Top of Supplied material

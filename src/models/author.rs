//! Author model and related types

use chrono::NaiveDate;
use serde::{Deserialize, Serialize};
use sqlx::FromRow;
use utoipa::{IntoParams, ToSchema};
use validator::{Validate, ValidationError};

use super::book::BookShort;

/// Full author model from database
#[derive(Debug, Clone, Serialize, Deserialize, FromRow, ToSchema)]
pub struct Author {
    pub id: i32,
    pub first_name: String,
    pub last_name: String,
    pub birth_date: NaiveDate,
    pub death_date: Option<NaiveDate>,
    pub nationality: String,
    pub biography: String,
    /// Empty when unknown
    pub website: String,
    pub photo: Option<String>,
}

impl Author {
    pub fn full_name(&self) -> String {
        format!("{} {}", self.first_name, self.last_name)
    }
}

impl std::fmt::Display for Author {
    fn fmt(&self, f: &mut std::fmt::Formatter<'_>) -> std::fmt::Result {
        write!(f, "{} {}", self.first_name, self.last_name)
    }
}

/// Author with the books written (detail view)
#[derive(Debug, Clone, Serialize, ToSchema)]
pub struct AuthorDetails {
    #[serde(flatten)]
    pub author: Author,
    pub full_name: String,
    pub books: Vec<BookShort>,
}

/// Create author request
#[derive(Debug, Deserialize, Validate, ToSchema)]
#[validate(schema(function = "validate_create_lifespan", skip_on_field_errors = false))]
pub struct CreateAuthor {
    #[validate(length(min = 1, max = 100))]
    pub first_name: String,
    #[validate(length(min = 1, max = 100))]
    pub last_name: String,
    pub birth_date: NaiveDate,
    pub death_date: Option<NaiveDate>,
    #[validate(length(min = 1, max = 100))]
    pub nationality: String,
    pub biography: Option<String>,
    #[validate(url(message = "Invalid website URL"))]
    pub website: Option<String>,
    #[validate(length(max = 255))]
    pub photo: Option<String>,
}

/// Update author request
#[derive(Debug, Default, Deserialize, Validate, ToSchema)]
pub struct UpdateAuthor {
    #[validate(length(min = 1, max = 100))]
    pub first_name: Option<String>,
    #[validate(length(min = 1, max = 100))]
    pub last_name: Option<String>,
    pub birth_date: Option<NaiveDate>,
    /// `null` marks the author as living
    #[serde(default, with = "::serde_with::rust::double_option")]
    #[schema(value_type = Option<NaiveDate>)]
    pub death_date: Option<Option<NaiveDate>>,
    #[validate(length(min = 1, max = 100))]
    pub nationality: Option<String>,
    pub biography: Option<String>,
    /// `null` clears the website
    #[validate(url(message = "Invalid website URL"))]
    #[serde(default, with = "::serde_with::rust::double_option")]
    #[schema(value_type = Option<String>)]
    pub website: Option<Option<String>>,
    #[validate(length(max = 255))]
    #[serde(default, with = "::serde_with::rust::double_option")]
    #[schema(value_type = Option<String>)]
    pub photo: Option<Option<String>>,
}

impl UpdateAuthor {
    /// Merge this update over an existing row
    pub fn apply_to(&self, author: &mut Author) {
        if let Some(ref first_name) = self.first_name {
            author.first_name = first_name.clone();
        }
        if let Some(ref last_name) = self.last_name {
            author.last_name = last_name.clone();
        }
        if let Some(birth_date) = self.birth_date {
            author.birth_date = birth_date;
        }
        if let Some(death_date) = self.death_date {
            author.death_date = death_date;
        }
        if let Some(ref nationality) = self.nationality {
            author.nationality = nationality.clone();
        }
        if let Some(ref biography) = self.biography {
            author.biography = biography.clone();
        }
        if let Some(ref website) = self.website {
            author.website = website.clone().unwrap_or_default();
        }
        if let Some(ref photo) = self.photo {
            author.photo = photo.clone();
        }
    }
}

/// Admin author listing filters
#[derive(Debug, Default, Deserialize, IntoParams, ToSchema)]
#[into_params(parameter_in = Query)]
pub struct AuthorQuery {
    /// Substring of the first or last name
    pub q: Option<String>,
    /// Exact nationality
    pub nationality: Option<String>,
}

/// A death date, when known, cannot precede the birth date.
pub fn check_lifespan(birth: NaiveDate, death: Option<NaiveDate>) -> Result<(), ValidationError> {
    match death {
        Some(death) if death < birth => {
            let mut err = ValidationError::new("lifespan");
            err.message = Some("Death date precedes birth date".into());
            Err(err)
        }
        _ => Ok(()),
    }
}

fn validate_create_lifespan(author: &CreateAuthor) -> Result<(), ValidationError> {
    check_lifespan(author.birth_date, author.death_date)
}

Bottom of Supplied material
Top of Supplied material

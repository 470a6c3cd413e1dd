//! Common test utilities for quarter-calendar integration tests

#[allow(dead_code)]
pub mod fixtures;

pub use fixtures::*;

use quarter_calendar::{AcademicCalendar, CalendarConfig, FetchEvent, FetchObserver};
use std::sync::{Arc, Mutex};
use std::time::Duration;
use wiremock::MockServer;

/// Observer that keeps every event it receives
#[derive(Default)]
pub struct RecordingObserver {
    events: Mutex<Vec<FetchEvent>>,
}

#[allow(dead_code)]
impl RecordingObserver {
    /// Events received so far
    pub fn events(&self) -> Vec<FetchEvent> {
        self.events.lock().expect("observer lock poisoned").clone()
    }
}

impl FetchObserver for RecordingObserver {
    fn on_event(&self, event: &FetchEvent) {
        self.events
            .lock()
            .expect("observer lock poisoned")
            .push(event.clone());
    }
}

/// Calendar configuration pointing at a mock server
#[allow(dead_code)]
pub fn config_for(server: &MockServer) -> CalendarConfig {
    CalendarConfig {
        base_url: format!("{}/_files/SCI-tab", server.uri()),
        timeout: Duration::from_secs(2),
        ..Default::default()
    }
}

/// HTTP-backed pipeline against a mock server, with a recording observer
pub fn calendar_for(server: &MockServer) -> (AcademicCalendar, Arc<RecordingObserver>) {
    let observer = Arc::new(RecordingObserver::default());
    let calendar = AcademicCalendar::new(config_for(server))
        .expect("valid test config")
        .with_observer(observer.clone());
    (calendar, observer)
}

Bottom of Supplied material

Problem description
Your answer should be one number: how many lines of the material include the word "UpdateAuthor".

Your response
2